“Imagine the pressure,” I thought as the last game of the men’s final at Wimbledon wound toward its torturous conclusion. I was thinking of Andy Murray, of course, but I also had another famous London sports figure in mind. There, a few rows in front of me in the press tribune, was the trademark white ponytail and golden vest of Simon Barnes, chief sportswriter for the Times and noted poet of playing fields everywhere. While Murray would try to make history, Barnes would be, in most people’s eyes, the first to write it. Who knows, maybe Murray’s celebration in our direction was really just a pep talk to Sir Simon.

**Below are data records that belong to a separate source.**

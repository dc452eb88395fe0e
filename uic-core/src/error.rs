use thiserror::Error;

/// Main error type for UIC barcode operations
///
/// Variants fall into five groups: structural problems with a frame,
/// bit-stream exhaustion, values violating a schema constraint,
/// cryptographic failures and compression failures. `Field` wraps any of
/// them with the dotted path of the ASN.1 field being processed.
#[derive(Error, Debug, Clone, PartialEq, Eq)]
pub enum UicError {
    #[error("Structural error: {0}")]
    Structural(String),

    #[error("Invalid length: expected {expected}, got {actual}")]
    InvalidLength { expected: usize, actual: usize },

    #[error("Buffer underflow: need {needed} bits, have {available}")]
    BufferUnderflow { needed: usize, available: usize },

    #[error("Buffer overflow: cannot write {needed} bits, {available} left")]
    BufferOverflow { needed: usize, available: usize },

    #[error("Value {value} not in range {min}..={max}")]
    ValueOutOfRange { value: i64, min: i64, max: i64 },

    #[error("Invalid choice index: {index} (max {max})")]
    InvalidChoiceIndex { index: usize, max: usize },

    #[error("Invalid enumerated index: {index} (max {max})")]
    InvalidEnumerated { index: usize, max: usize },

    #[error("Invalid string: {0}")]
    InvalidString(String),

    #[error("Unsupported: {0}")]
    Unsupported(String),

    #[error("Invalid signature: {0}")]
    InvalidSignature(String),

    #[error("Malformed key: {0}")]
    MalformedKey(String),

    #[error("Unsupported algorithm: {0}")]
    UnsupportedAlgorithm(String),

    #[error("Security error: {0}")]
    Security(String),

    #[error("Compression error: {0}")]
    Compression(String),

    #[error("{path}: {source}")]
    Field {
        path: String,
        #[source]
        source: Box<UicError>,
    },
}

impl UicError {
    /// Innermost error, with all field context stripped
    pub fn root_cause(&self) -> &UicError {
        match self {
            UicError::Field { source, .. } => source.root_cause(),
            other => other,
        }
    }

    /// Dotted field path leading to the error, if any was recorded
    pub fn field_path(&self) -> Option<&str> {
        match self {
            UicError::Field { path, .. } => Some(path),
            _ => None,
        }
    }

    /// Wrap this error with the name of the enclosing field
    ///
    /// Nested calls build a dotted path from the outermost structure inwards.
    pub fn in_field(self, name: &str) -> Self {
        match self {
            UicError::Field { path, source } => UicError::Field {
                path: format!("{}.{}", name, path),
                source,
            },
            other => UicError::Field {
                path: name.to_string(),
                source: Box::new(other),
            },
        }
    }
}

/// Result type alias for UIC barcode operations
pub type UicResult<T> = Result<T, UicError>;

/// Attach field context to a failing result
pub trait ResultExt<T> {
    fn field(self, name: &str) -> UicResult<T>;
}

impl<T> ResultExt<T> for UicResult<T> {
    fn field(self, name: &str) -> UicResult<T> {
        self.map_err(|e| e.in_field(name))
    }
}

#[cfg(test)]
mod tests {
    use super::*;

    #[test]
    fn test_nested_field_path() {
        let inner: UicResult<()> = Err(UicError::ValueOutOfRange {
            value: 0,
            min: 1,
            max: 366,
        });
        let err = inner.field("day").field("timeStamp").unwrap_err();

        assert_eq!(err.field_path(), Some("timeStamp.day"));
        assert_eq!(
            err.root_cause(),
            &UicError::ValueOutOfRange {
                value: 0,
                min: 1,
                max: 366
            }
        );
        assert_eq!(
            err.to_string(),
            "timeStamp.day: Value 0 not in range 1..=366"
        );
    }

    #[test]
    fn test_root_cause_without_context() {
        let err = UicError::Compression("bad stream".to_string());
        assert_eq!(err.root_cause(), &err);
        assert_eq!(err.field_path(), None);
    }
}
//! `U_HEAD` record: issuer and issuing metadata

use super::records::{read_ascii, read_digits, write_ascii, write_digits};
use uic_core::{UicError, UicResult};

/// Content length of a `U_HEAD` record
pub const HEADER_CONTENT_LEN: usize = 41;

/// Main UIC header record
#[derive(Debug, Clone, PartialEq, Eq)]
pub struct UicHeaderRecord {
    pub version: u8,
    /// RICS code of the issuing company (4 characters)
    pub issuer: String,
    /// Unique ticket key (20 characters)
    pub identifier: String,
    /// Issuing date and time, `DDMMYYYYHHMM`
    pub issued_at: String,
    pub flags: u8,
    /// Language of the ticket (ISO 639-1)
    pub language: String,
    pub additional_language: String,
}

impl UicHeaderRecord {
    pub fn decode_content(version: u8, content: &[u8]) -> UicResult<Self> {
        if content.len() != HEADER_CONTENT_LEN {
            return Err(UicError::InvalidLength {
                expected: HEADER_CONTENT_LEN,
                actual: content.len(),
            });
        }
        Ok(Self {
            version,
            issuer: read_ascii(content, 0, 4, "issuer")?.to_string(),
            identifier: read_ascii(content, 4, 20, "identifier")?.to_string(),
            issued_at: read_ascii(content, 24, 12, "issued_at")?.to_string(),
            flags: read_digits(content, 36, 1, "flags")? as u8,
            language: read_ascii(content, 37, 2, "language")?.to_string(),
            additional_language: read_ascii(content, 39, 2, "additional_language")?.to_string(),
        })
    }

    pub fn encode_content(&self) -> UicResult<Vec<u8>> {
        let mut out = Vec::with_capacity(HEADER_CONTENT_LEN);
        write_ascii(&mut out, &self.issuer, 4, "issuer")?;
        write_ascii(&mut out, &self.identifier, 20, "identifier")?;
        write_ascii(&mut out, &self.issued_at, 12, "issued_at")?;
        write_digits(&mut out, usize::from(self.flags), 1, "flags")?;
        write_ascii(&mut out, &self.language, 2, "language")?;
        write_ascii(&mut out, &self.additional_language, 2, "additional_language")?;
        Ok(out)
    }
}
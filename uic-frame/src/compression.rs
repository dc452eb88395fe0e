//! Compression of Static Frame record data

use crate::config::FrameConfig;
use flate2::read::ZlibDecoder;
use flate2::write::ZlibEncoder;
use flate2::Compression;
use std::io::{Read, Write};
use uic_core::{UicError, UicResult};

/// Compresses and decompresses frame payloads
pub trait Compressor {
    fn compress(&self, data: &[u8]) -> UicResult<Vec<u8>>;

    fn decompress(&self, data: &[u8]) -> UicResult<Vec<u8>>;
}

/// zlib (RFC 1950) compressor backed by `flate2`
#[derive(Debug, Clone, Copy, PartialEq, Eq)]
pub struct ZlibCompressor {
    level: u32,
    max_size: usize,
}

impl ZlibCompressor {
    pub fn new(level: u32, max_size: usize) -> Self {
        Self {
            level: level.min(9),
            max_size,
        }
    }

    pub fn from_config(config: &FrameConfig) -> Self {
        Self::new(config.compression_level, config.max_decompressed_size)
    }
}

impl Default for ZlibCompressor {
    fn default() -> Self {
        Self::from_config(&FrameConfig::default())
    }
}

impl Compressor for ZlibCompressor {
    fn compress(&self, data: &[u8]) -> UicResult<Vec<u8>> {
        let mut encoder = ZlibEncoder::new(Vec::new(), Compression::new(self.level));
        encoder
            .write_all(data)
            .map_err(|e| UicError::Compression(format!("zlib compress failed: {}", e)))?;
        encoder
            .finish()
            .map_err(|e| UicError::Compression(format!("zlib compress failed: {}", e)))
    }

    fn decompress(&self, data: &[u8]) -> UicResult<Vec<u8>> {
        // One byte past the limit tells an exact fit from an overflow
        let mut decoder = ZlibDecoder::new(data).take(self.max_size as u64 + 1);
        let mut output = Vec::new();
        decoder
            .read_to_end(&mut output)
            .map_err(|e| UicError::Compression(format!("zlib decompress failed: {}", e)))?;
        if output.len() > self.max_size {
            return Err(UicError::Compression(format!(
                "Decompressed data exceeds {} bytes",
                self.max_size
            )));
        }
        Ok(output)
    }
}

#[cfg(test)]
mod tests {
    use super::*;

    #[test]
    fn test_roundtrip() {
        let compressor = ZlibCompressor::default();
        let data = b"U_HEAD01005312341234567890ABCDEFGHIJ".repeat(4);
        let packed = compressor.compress(&data).unwrap();
        assert_eq!(packed[0], 0x78);
        assert_eq!(compressor.decompress(&packed).unwrap(), data);
    }

    #[test]
    fn test_size_limit() {
        let packed = ZlibCompressor::default().compress(&[0u8; 1000]).unwrap();
        assert_eq!(ZlibCompressor::new(6, 1000).decompress(&packed).unwrap().len(), 1000);
        assert!(matches!(
            ZlibCompressor::new(6, 999).decompress(&packed),
            Err(UicError::Compression(_))
        ));
    }

    #[test]
    fn test_garbage_input() {
        assert!(matches!(
            ZlibCompressor::default().decompress(&[0x01, 0x02, 0x03]),
            Err(UicError::Compression(_))
        ));
    }
}
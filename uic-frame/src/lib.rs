//! Frame layer for UIC railway barcodes
//!
//! This crate provides the three barcode containers:
//!
//! - [`static_frame`]: the legacy `#UT` frame with zlib-compressed records
//! - [`dynamic_frame`]: the two-level signed UPER frame (`U1`/`U2`)
//! - [`ssb`]: the fixed 114-byte Small Structured Barcode
//!
//! Every frame decodes into plain data and encodes back to the same bytes.
//! Signing and verification go through the capabilities in `uic_security`.

pub mod compression;
pub mod config;
pub mod dynamic_frame;
pub mod ssb;
pub mod static_frame;

#[cfg(test)]
mod test_support;

pub use compression::{Compressor, ZlibCompressor};
pub use config::{DynamicFormat, FrameConfig, StaticVersion};
pub use dynamic_frame::{DataBlock, DataContent, DynamicContent, DynamicFrame, Level1Data, Level2Data};
pub use ssb::{SsbFrame, SsbHeader, SsbTicket};
pub use static_frame::{DataRecord, StaticFrame};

So how did he do? Were the mythic battlefields of yesteryear properly invoked? Did Murray take his place next to Lancelot at the Round Table? Did anyone bestride anything "like a colossus"? Personally, I think Barnes was a little too understated and low key with his opening:

“Arise, Sir Andrew, knight of the Holy Grail. Impossibly, dreamily, unbelievably and yet somehow almost easily, somehow almost inevitably, Andy Murray won the Men’s Singles final at Wimbledon yesterday.”

Yeah, I guess all of that is true, and the Holy Grail is kind of a big deal. But I would have chucked “miraculously, gloriously,” and maybe even “uproariously” into that sentence for good measure. I mean, at moments like this, the editorial rule of thumb is that the sky’s the limit as far as how many “ly” words you can use in a row.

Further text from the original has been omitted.